Pochi medici, la Regione richiama i pensionati

UDINE. Richiamare i medici in corsia dalla pensione, in Friuli Venezia Giulia, è già realtà. Fallite le normali vie di reclutamento del personale, dalla mobilità al concorso passando per il tempo determinato, il Burlo Garofolo di Trieste si è infatti affidato, per periodi di tempo limitato e con contratti di lavoro autonomo, a non uno ma tre pensionati. Un anestesista e due ginecologi. Costo orario: 60 euro.
«Davanti a un’emergenza rispondi con soluzioni di emergenza. Questa lo è, dunque ben venga».
A dirlo, ieri, l’assessore regionale alla Salute, Riccardo Riccardi, che in Fvg la “ricetta” Zaia di reclutare i pensionati per coprire temporaneamente i posti delle specialità vacanti l’ha già adottata. «La carenza di medici è un problema anche da noi e si accinge a fare il Veneto utilizzeremo tutte le soluzioni possibili per tamponare la situazione. L’assunzione temporanea di pensionati è una di queste. Una misura transitoria ma efficace a fronteggiare l’emergenza in caso di particolari tipologie professionali non reperibili».
A differenza del Veneto, dove il governatore leghista ha portato in giunta e fatto approvare una delibera che autorizza assunzioni temporanee di medici in pensione per far fronte a una carenza cronica di professionisti che rischia di portare all’interruzione del pubblico servizio, in Fvg non c’è alcun atto politico approvato dall’esecutivo né in procinto d’esserlo. E questo perché la possibilità è già facoltà dei vertici aziendali, prevista da una norma nazionale (la 114/2014 che reca Disposizioni in materia di “incarichi dirigenziali a soggetti in quiescenza”).
«L’abbiamo applicata nel caso del Burlo e ribadisco: se sarà necessario la adotteremo ancora», ha aggiunto Riccardi dicendo dunque sì ai pensionati in corsia. Se servirà garantire temporaneamente la copertura del servizio, le porte degli ospedali potranno quindi riaprirsi e consentire a ex del Ssr il temporaneo ritorno al lavoro.
Via libera a parte, il problema del deficit di medici specialisti è ben più complesso e per Riccardi, come per i sindacati di categoria, richiede soluzioni capaci d’incidere all’origine, lì dove matura la carenza di medici specializzati.
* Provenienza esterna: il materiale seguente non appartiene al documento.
#![forbid(unsafe_code)]

//! Host-side policy shared by the browser binding and native tests.
//!
//! [`PanelHost`] owns the controller and turns each dispatched click into the
//! console lines the page should see. [`InstallGuard`] keeps the delegated
//! listener to a single registration per page.

use dfn_panel::{ClickOutcome, PanelConfig, PanelConfigError, PanelController, PanelDom};

/// Result of one click as seen by the embedding page.
#[derive(Debug, Clone, PartialEq)]
pub(crate) struct HostDispatch {
    /// Read by native tests; the page only needs the console lines.
    #[cfg_attr(target_arch = "wasm32", allow(dead_code))]
    pub(crate) outcome: ClickOutcome,
    /// Lines to print with `console.log`.
    pub(crate) console: Vec<String>,
}

#[derive(Debug, Clone, Default)]
pub(crate) struct PanelHost {
    controller: PanelController,
}

impl PanelHost {
    pub(crate) fn new(config: PanelConfig) -> Result<Self, PanelConfigError> {
        Ok(Self {
            controller: PanelController::new(config.validated()?),
        })
    }

    /// Build from a JSON [`PanelConfig`]; absent keys keep their defaults.
    pub(crate) fn from_json(json: &str) -> Result<Self, PanelConfigError> {
        Self::new(PanelConfig::from_json_str(json)?)
    }

    pub(crate) fn config(&self) -> &PanelConfig {
        self.controller.config()
    }

    pub(crate) fn dispatch<D: PanelDom>(&self, dom: &mut D, target: &D::Node) -> HostDispatch {
        let report = self.controller.handle_click(dom, target);
        let console = report
            .outcome
            .diagnostic(self.config())
            .into_iter()
            .collect();
        HostDispatch {
            outcome: report.outcome,
            console,
        }
    }
}

/// One-shot registration flag for the page-wide listener.
#[derive(Debug, Clone, Copy, Default, PartialEq, Eq)]
pub(crate) struct InstallGuard {
    installed: bool,
}

impl InstallGuard {
    pub(crate) const fn new() -> Self {
        Self { installed: false }
    }

    pub(crate) const fn is_installed(self) -> bool {
        self.installed
    }

    /// Record a successful registration.
    pub(crate) fn mark_installed(&mut self) {
        self.installed = true;
    }
}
All’incrocio tra corsi di laurea a numero chiuso e borse di specializzazione altrettanto contate. Troppo poche per far fronte alle necessità di un sistema che vedrà nel corso dei prossimi anni andare in quiescenza da qui al 2025 un esercito di medici: ben 52 mila a livello nazionale, su 105 mila complessivi, secondo le stime effettuate recentemente da Anaao, l’associazione medici e dirigenti del sistema sanitario regionale). La Regione di suo ha le mani legate.
«Quel che possiamo fare e abbiamo già fatto l’anno scorso è aumentare le risorse per finanziarie le borse delle specialità, ma non possiamo pensare che questo possa essere un intervento dirimente. Il problema è sì finanziario ma è anche delle facoltà, che hanno disponibilità limitate, bisogna assolutamente che sia rivisto il meccanismo d’accesso alla professione».
Una richiesta che Riccardi aveva già sottoposto mesi addietro al ministro della sanità insieme ai colleghi assessori di Lombardia, Piemonte e Veneto, quest’ultimo poi divenuto sottosegretario al ministero dove la voce delle Regioni e i problemi con cui si trovano a fare i conti sono materia nota.
«Le Regioni stanno facendo sentire tutto il proprio peso», ha ribadito ieri l’assessore consapevole che in questa partita si gioca una parte sostanziale del futuro della sanità regionale.
«È tutta l’impalcatura che va rivista – afferma ancora Riccardi –. Vanno ripensate le soglie di anzianità, perché oggi a 65 anni poi fare ancora il direttore sanitario, rivisti i meccanismi di specializzazione. Dobbiamo garantire al sistema forze nuove, anche per metter subito freno all’importazione di medici dall’estero. Non è accettabile che un Paese come il nostro – conclude – si riduca a dover reclutare professionisti oltre confine».